Directions for this task:
Starting at the line that contains "self.peer.close();", set down each line exactly until the records end, keeping both ends and adding nothing.

*** Opening Source information ***

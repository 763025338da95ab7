//! WebRTC data channel connection.
//!
//! ```text
//!  new ──▶ negotiating ──ChannelOpen──▶ open ──▶ closed
//!             │  early timeout (no remote description)  → OTHER
//!             │  connect timeout (not open)              → OTHER
//!             │  candidate before remote description     → OTHER
//!             └─ peer state closed/disconnected/failed   → closed
//! ```
//!
//! Backpressure is published on a `watch` channel: `false` once the
//! buffered amount passes the high watermark, `true` again when the
//! platform reports it fell to the low watermark.

use std::sync::atomic::{AtomicBool, Ordering};
use std::sync::Arc;
use std::time::Duration;

use bytes::Bytes;
use parking_lot::Mutex;
use peerlink_types::{ConnectionType, DisconnectReason, PeerDescriptor, Signal};
use tokio::sync::watch;
use tracing::{debug, trace, warn};

use super::candidate::CandidatePolicy;
use super::platform::{PeerConnectionState, RtcConfiguration, RtcEvent, RtcEvents, RtcPeerConnection, RtcPlatform, SdpType};
use crate::config::WebrtcConfig;
use crate::connection::{Connection, ConnectionCore, ConnectionEvents, ConnectionId};
use crate::error::{Result, TransportError};
use crate::signalling::{SignalRelay, WEBRTC_SIGNAL_SERVICE_ID};

pub const DATA_CHANNEL_LABEL: &str = "peerlink";

pub struct WebrtcConnection {
    core: ConnectionCore,
    remote: PeerDescriptor,
    offerer: bool,
    /// Tags every signal of one negotiation. The answerer adopts the
    /// offerer's id.
    negotiation_id: Mutex<String>,
    peer: Arc<dyn RtcPeerConnection>,
    remote_description_set: AtomicBool,
    relay: Arc<dyn SignalRelay>,
    policy: CandidatePolicy,
    max_message_size: usize,
    buffer_threshold_high: usize,
    writable: watch::Sender<bool>,
}

impl WebrtcConnection {
    /// Create the peer connection and start negotiating. The offerer
    /// creates the data channel right away; the answerer waits for an
    /// offer.
    pub fn new(
        remote: PeerDescriptor,
        offerer: bool,
        platform: &dyn RtcPlatform,
        config: &WebrtcConfig,
        relay: Arc<dyn SignalRelay>,
    ) -> Result<(Arc<Self>, ConnectionEvents)> {
        let (peer, rtc_events) = platform.create_peer_connection(&RtcConfiguration::from(config))?;
        peer.set_buffered_amount_low_threshold(config.buffer_threshold_low);

        let (core, events) = ConnectionCore::new(ConnectionType::Webrtc, Some(remote.clone()));
        let (writable, _) = watch::channel(true);
        let connection = Arc::new(Self {
            core,
            remote,
            offerer,
            negotiation_id: Mutex::new(uuid::Uuid::new_v4().to_string()),
            peer,
            remote_description_set: AtomicBool::new(false),
            relay,
            policy: CandidatePolicy {
                allow_private_addresses: config.allow_private_addresses,
                external_ip: config.external_ip.clone(),
            },
            max_message_size: config.max_message_size,
            buffer_threshold_high: config.buffer_threshold_high,
            writable,
        });

        tokio::spawn(connection.clone().run(rtc_events, config.early_timeout(), config.connect_timeout()));
        if offerer {
            if let Err(e) = connection.peer.create_data_channel(DATA_CHANNEL_LABEL) {
                connection.close(DisconnectReason::Other);
                return Err(e);
            }
        }
        debug!(
            "{} negotiating with {} as {}",
            connection.core.id(),
            connection.remote.node_id.short(),
            if offerer { "offerer" } else { "answerer" }
        );
        Ok((connection, events))
    }

    pub fn is_offerer(&self) -> bool {
        self.offerer
    }

    pub fn negotiation_id(&self) -> String {
        self.negotiation_id.lock().clone()
    }

    pub(crate) fn set_negotiation_id(&self, id: &str) {
        *self.negotiation_id.lock() = id.to_string();
    }

    pub fn has_remote_description(&self) -> bool {
        self.remote_description_set.load(Ordering::SeqCst)
    }

    pub(crate) fn set_remote_description(&self, sdp: &str, sdp_type: SdpType) {
        if self.core.is_closed() {
            return;
        }
        match self.peer.set_remote_description(sdp, sdp_type) {
            Ok(()) => {
                self.remote_description_set.store(true, Ordering::SeqCst);
                trace!("{} remote {} applied", self.core.id(), sdp_type);
            }
            Err(e) => debug!("{} could not apply remote {}: {}", self.core.id(), sdp_type, e),
        }
    }

    pub(crate) fn add_remote_candidate(&self, candidate: &str, mid: &str) {
        if self.core.is_closed() {
            return;
        }
        if !self.has_remote_description() {
            debug!("{} got a candidate before the remote description", self.core.id());
            self.close(DisconnectReason::Other);
            return;
        }
        if !self.policy.accepts(candidate) {
            trace!("{} dropping private candidate {}", self.core.id(), candidate);
            return;
        }
        if let Err(e) = self.peer.add_remote_candidate(candidate, mid) {
            debug!("{} could not add remote candidate: {}", self.core.id(), e);
        }
    }

    /// `true` while sends may proceed without piling up.
    pub fn writable(&self) -> watch::Receiver<bool> {
        self.writable.subscribe()
    }

    pub fn is_writable(&self) -> bool {
        *self.writable.borrow()
    }

    pub fn buffered_amount(&self) -> usize {
        self.peer.buffered_amount()
    }

    async fn run(self: Arc<Self>, mut events: RtcEvents, early_timeout: Duration, connect_timeout: Duration) {
        let lifetime = self.core.child_token();
        let early = tokio::time::sleep(early_timeout);
        let connect = tokio::time::sleep(connect_timeout);
        tokio::pin!(early);
        tokio::pin!(connect);

        loop {
            tokio::select! {
                _ = lifetime.cancelled() => break,
                _ = &mut early, if !self.has_remote_description() => {
                    debug!("{} remote description not set within {:?}", self.core.id(), early_timeout);
                    self.close(DisconnectReason::Other);
                    break;
                }
                _ = &mut connect, if !self.core.is_open() => {
                    debug!("{} not open within {:?}", self.core.id(), connect_timeout);
                    self.close(DisconnectReason::Other);
                    break;
                }
                event = events.recv() => match event {
                    Some(event) => self.on_event(event),
                    None => {
                        self.close(DisconnectReason::Other);
                        break;
                    }
                },
            }
        }
    }

    fn on_event(&self, event: RtcEvent) {
        match event {
            RtcEvent::LocalDescription { sdp, sdp_type } => {
                let connection_id = self.negotiation_id();
                let signal = match sdp_type {
                    SdpType::Offer => Signal::RtcOffer {
                        description: sdp,
                        connection_id,
                    },
                    SdpType::Answer => Signal::RtcAnswer {
                        description: sdp,
                        connection_id,
                    },
                };
                self.relay.send_signal(&self.remote, WEBRTC_SIGNAL_SERVICE_ID, signal);
            }
            RtcEvent::LocalCandidate { candidate, mid } => {
                let signal = Signal::IceCandidate {
                    candidate: self.policy.outgoing(candidate),
                    mid,
                    connection_id: self.negotiation_id(),
                };
                self.relay.send_signal(&self.remote, WEBRTC_SIGNAL_SERVICE_ID, signal);
            }
            RtcEvent::StateChanged(state) => {
                trace!("{} peer connection {:?}", self.core.id(), state);
                if state.is_terminal() {
                    let reason = if state == PeerConnectionState::Failed {
                        DisconnectReason::TransportError
                    } else {
                        DisconnectReason::Closed
                    };
                    self.close(reason);
                }
            }
            RtcEvent::ChannelOpen => {
                self.core.mark_open(|data| self.write(data));
            }
            RtcEvent::ChannelMessage(data) => self.core.emit_data(data),
            RtcEvent::ChannelClosed => self.close(DisconnectReason::Closed),
            RtcEvent::ChannelError(e) => {
                warn!("{} data channel error: {}", self.core.id(), e);
                self.close(DisconnectReason::TransportError);
            }
            RtcEvent::BufferedAmountLow => {
                let resumed = self.writable.send_if_modified(|writable| !std::mem::replace(writable, true));
                if resumed {
                    debug!("{} drained, resuming sends", self.core.id());
                }
            }
        }
    }

    fn write(&self, data: Bytes) -> std::result::Result<(), TransportError> {
        if data.len() > self.max_message_size {
            return Err(TransportError::SendFailed(format!(
                "message of {} bytes exceeds the {} byte limit",
                data.len(),
                self.max_message_size
            )));
        }
        self.peer
            .send(data)
            .map_err(|e| TransportError::SendFailed(e.to_string()))?;
        if self.peer.buffered_amount() > self.buffer_threshold_high {
            let paused = self.writable.send_if_modified(|writable| std::mem::replace(writable, false));
            if paused {
                debug!("{} buffer above {} bytes, pausing sends", self.core.id(), self.buffer_threshold_high);
            }
        }
        Ok(())
    }
}

impl Connection for WebrtcConnection {
    fn connection_id(&self) -> ConnectionId {
        self.core.id()
    }

    fn connection_type(&self) -> ConnectionType {
        self.core.connection_type()
    }

    fn remote_peer_descriptor(&self) -> Option<PeerDescriptor> {
        self.core.remote()
    }

    fn set_remote_peer_descriptor(&self, descriptor: PeerDescriptor) {
        self.core.set_remote(descriptor);
    }

    fn send(&self, data: Bytes) -> std::result::Result<(), TransportError> {
        self.core.send_or_buffer(data, |data| self.write(data))
    }

    fn close(&self, reason: DisconnectReason) {
        if self.core.close(reason) {
            self.peer.close();
        }
    }

    fn is_open(&self) -> bool {
        self.core.is_open()
    }

    fn is_closed(&self) -> bool {
        self.core.is_closed()
    }
}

*** Closing Source information ***

Answer to the exercise:
            self.peer.close();
        }
    }

    fn is_open(&self) -> bool {
        self.core.is_open()
    }

    fn is_closed(&self) -> bool {
        self.core.is_closed()
    }
}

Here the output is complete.